Saved entries —

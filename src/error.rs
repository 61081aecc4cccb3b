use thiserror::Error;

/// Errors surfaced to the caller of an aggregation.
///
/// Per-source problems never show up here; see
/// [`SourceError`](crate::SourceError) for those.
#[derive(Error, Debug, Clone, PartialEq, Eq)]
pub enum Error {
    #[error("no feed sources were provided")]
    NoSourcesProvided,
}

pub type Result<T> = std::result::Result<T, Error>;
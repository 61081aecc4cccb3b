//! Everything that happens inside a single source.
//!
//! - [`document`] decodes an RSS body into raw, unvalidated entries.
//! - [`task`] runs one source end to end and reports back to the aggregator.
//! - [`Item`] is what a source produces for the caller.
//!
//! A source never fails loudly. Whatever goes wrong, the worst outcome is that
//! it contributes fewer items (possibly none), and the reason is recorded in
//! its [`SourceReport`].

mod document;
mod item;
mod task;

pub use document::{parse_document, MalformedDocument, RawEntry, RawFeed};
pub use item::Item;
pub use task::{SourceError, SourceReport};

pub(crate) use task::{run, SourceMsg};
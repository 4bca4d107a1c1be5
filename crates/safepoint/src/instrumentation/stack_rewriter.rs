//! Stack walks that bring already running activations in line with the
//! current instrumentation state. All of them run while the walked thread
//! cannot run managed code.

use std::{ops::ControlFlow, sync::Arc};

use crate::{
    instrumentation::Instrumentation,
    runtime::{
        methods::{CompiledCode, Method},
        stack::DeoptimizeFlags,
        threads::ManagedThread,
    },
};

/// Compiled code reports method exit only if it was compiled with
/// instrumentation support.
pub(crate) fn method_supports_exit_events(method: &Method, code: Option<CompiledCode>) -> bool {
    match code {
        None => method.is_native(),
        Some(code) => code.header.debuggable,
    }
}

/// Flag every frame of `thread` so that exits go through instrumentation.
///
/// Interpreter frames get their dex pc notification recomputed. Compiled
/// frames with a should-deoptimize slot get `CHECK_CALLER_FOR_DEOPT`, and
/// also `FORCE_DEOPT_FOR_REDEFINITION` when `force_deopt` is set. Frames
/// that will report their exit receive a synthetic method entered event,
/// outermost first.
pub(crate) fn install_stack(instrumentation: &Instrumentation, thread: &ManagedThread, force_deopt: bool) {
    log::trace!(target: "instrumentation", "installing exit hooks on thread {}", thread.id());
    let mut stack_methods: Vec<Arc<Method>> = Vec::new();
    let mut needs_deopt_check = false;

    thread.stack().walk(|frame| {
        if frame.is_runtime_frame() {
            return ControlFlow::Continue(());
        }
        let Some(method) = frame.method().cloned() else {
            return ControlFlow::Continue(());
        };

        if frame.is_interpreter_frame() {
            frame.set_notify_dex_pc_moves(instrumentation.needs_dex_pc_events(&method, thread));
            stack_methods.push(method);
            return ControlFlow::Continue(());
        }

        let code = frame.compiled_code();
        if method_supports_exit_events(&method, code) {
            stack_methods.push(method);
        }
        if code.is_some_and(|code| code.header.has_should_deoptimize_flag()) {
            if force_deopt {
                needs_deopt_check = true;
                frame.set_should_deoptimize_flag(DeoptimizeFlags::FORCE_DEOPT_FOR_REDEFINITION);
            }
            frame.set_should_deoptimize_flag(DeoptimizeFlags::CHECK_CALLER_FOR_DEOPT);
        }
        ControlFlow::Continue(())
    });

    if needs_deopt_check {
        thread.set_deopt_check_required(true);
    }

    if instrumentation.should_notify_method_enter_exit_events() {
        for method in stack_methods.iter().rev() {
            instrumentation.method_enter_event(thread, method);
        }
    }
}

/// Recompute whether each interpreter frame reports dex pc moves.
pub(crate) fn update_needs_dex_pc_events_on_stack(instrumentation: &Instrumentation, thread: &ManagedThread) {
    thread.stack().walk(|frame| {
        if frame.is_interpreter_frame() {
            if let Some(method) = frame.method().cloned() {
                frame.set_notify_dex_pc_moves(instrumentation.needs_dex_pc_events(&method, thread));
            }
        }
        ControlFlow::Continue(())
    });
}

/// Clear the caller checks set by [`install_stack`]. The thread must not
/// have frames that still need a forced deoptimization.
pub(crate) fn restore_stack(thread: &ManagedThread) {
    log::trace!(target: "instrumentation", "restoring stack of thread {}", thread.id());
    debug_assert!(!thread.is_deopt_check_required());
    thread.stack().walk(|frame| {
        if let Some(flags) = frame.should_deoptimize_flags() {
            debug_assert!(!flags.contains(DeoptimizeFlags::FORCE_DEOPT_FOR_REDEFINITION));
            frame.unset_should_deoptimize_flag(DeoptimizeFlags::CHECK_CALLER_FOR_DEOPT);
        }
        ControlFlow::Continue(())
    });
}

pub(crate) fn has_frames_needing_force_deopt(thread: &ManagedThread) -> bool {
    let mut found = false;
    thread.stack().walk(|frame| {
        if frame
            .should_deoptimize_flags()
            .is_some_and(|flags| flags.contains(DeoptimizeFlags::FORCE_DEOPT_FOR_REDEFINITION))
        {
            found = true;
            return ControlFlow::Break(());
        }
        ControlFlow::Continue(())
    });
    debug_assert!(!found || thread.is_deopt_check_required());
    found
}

WORK REQUEST —
When you reach the end of the data, write every line out again verbatim.

PROBLEM SOLUTION —
filename src/error.rs
repository 61081aecc4cccb3b
use thiserror::Error;

/// Errors surfaced to the caller of an aggregation.
///
/// Per-source problems never show up here; see
/// [`SourceError`](crate::SourceError) for those.
#[derive(Error, Debug, Clone, PartialEq, Eq)]
pub enum Error {
    #[error("no feed sources were provided")]
    NoSourcesProvided,
}

pub type Result<T> = std::result::Result<T, Error>;
repository 61081aecc4cccb3b
//! Everything that happens inside a single source.
//!
//! - [`document`] decodes an RSS body into raw, unvalidated entries.
//! - [`task`] runs one source end to end and reports back to the aggregator.
//! - [`Item`] is what a source produces for the caller.
//!
//! A source never fails loudly. Whatever goes wrong, the worst outcome is that
//! it contributes fewer items (possibly none), and the reason is recorded in
//! its [`SourceReport`].

mod document;
mod item;
mod task;

pub use document::{parse_document, MalformedDocument, RawEntry, RawFeed};
pub use item::Item;
pub use task::{SourceError, SourceReport};

pub(crate) use task::{run, SourceMsg};
repository 4bca4d107a1c1be5
filename crates/safepoint/src/instrumentation/stack_rewriter.rs
//! Stack walks that bring already running activations in line with the
//! current instrumentation state. All of them run while the walked thread
//! cannot run managed code.

use std::{ops::ControlFlow, sync::Arc};

use crate::{
    instrumentation::Instrumentation,
    runtime::{
        methods::{CompiledCode, Method},
        stack::DeoptimizeFlags,
        threads::ManagedThread,
    },
};

/// Compiled code reports method exit only if it was compiled with
/// instrumentation support.
pub(crate) fn method_supports_exit_events(method: &Method, code: Option<CompiledCode>) -> bool {
    match code {
        None => method.is_native(),
        Some(code) => code.header.debuggable,
    }
}

/// Flag every frame of `thread` so that exits go through instrumentation.
///
/// Interpreter frames get their dex pc notification recomputed. Compiled
/// frames with a should-deoptimize slot get `CHECK_CALLER_FOR_DEOPT`, and
/// also `FORCE_DEOPT_FOR_REDEFINITION` when `force_deopt` is set. Frames
/// that will report their exit receive a synthetic method entered event,
/// outermost first.
pub(crate) fn install_stack(instrumentation: &Instrumentation, thread: &ManagedThread, force_deopt: bool) {
    log::trace!(target: "instrumentation", "installing exit hooks on thread {}", thread.id());
    let mut stack_methods: Vec<Arc<Method>> = Vec::new();
    let mut needs_deopt_check = false;

    thread.stack().walk(|frame| {
        if frame.is_runtime_frame() {
            return ControlFlow::Continue(());
        }
        let Some(method) = frame.method().cloned() else {
            return ControlFlow::Continue(());
        };

        if frame.is_interpreter_frame() {
            frame.set_notify_dex_pc_moves(instrumentation.needs_dex_pc_events(&method, thread));
            stack_methods.push(method);
            return ControlFlow::Continue(());
        }

        let code = frame.compiled_code();
        if method_supports_exit_events(&method, code) {
            stack_methods.push(method);
        }
        if code.is_some_and(|code| code.header.has_should_deoptimize_flag()) {
            if force_deopt {
                needs_deopt_check = true;
                frame.set_should_deoptimize_flag(DeoptimizeFlags::FORCE_DEOPT_FOR_REDEFINITION);
            }
            frame.set_should_deoptimize_flag(DeoptimizeFlags::CHECK_CALLER_FOR_DEOPT);
        }
        ControlFlow::Continue(())
    });

    if needs_deopt_check {
        thread.set_deopt_check_required(true);
    }

    if instrumentation.should_notify_method_enter_exit_events() {
        for method in stack_methods.iter().rev() {
            instrumentation.method_enter_event(thread, method);
        }
    }
}

/// Recompute whether each interpreter frame reports dex pc moves.
pub(crate) fn update_needs_dex_pc_events_on_stack(instrumentation: &Instrumentation, thread: &ManagedThread) {
    thread.stack().walk(|frame| {
        if frame.is_interpreter_frame() {
            if let Some(method) = frame.method().cloned() {
                frame.set_notify_dex_pc_moves(instrumentation.needs_dex_pc_events(&method, thread));
            }
        }
        ControlFlow::Continue(())
    });
}

/// Clear the caller checks set by [`install_stack`]. The thread must not
/// have frames that still need a forced deoptimization.
pub(crate) fn restore_stack(thread: &ManagedThread) {
    log::trace!(target: "instrumentation", "restoring stack of thread {}", thread.id());
    debug_assert!(!thread.is_deopt_check_required());
    thread.stack().walk(|frame| {
        if let Some(flags) = frame.should_deoptimize_flags() {
            debug_assert!(!flags.contains(DeoptimizeFlags::FORCE_DEOPT_FOR_REDEFINITION));
            frame.unset_should_deoptimize_flag(DeoptimizeFlags::CHECK_CALLER_FOR_DEOPT);
        }
        ControlFlow::Continue(())
    });
}

pub(crate) fn has_frames_needing_force_deopt(thread: &ManagedThread) -> bool {
    let mut found = false;
    thread.stack().walk(|frame| {
        if frame
            .should_deoptimize_flags()
            .is_some_and(|flags| flags.contains(DeoptimizeFlags::FORCE_DEOPT_FOR_REDEFINITION))
        {
            found = true;
            return ControlFlow::Break(());
        }
        ControlFlow::Continue(())
    });
    debug_assert!(!found || thread.is_deopt_check_required());
    found
}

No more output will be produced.